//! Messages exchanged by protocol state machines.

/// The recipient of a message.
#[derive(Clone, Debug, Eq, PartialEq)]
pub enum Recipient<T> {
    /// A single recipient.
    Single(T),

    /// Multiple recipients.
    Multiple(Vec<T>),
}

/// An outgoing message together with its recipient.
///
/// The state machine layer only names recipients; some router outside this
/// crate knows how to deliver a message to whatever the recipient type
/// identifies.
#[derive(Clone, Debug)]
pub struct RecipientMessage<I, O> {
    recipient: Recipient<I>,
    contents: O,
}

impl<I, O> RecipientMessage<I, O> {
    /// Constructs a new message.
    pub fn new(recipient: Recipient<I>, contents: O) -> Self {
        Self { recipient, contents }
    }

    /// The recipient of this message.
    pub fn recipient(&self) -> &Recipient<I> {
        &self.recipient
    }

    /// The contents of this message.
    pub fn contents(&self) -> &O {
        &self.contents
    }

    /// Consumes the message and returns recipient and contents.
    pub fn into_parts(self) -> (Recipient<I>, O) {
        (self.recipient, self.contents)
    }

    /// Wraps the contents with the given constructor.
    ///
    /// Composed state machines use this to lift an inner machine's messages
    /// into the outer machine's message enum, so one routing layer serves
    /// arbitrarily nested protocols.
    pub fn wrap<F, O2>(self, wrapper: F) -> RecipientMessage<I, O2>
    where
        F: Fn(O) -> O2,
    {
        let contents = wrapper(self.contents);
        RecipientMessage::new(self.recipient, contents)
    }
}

■ ■ ■

**YOUR ASSIGNMENT:** Your answer should be the lines of the listing above between the line holding "pub enum Recipient<T>" and the line holding "recipient and contents.", inclusive, restated word for word and alone.

**SOLUTION BELOW:**
pub enum Recipient<T> {
    /// A single recipient.
    Single(T),

    /// Multiple recipients.
    Multiple(Vec<T>),
}

/// An outgoing message together with its recipient.
///
/// The state machine layer only names recipients; some router outside this
/// crate knows how to deliver a message to whatever the recipient type
/// identifies.
#[derive(Clone, Debug)]
pub struct RecipientMessage<I, O> {
    recipient: Recipient<I>,
    contents: O,
}

impl<I, O> RecipientMessage<I, O> {
    /// Constructs a new message.
    pub fn new(recipient: Recipient<I>, contents: O) -> Self {
        Self { recipient, contents }
    }

    /// The recipient of this message.
    pub fn recipient(&self) -> &Recipient<I> {
        &self.recipient
    }

    /// The contents of this message.
    pub fn contents(&self) -> &O {
        &self.contents
    }

    /// Consumes the message and returns recipient and contents.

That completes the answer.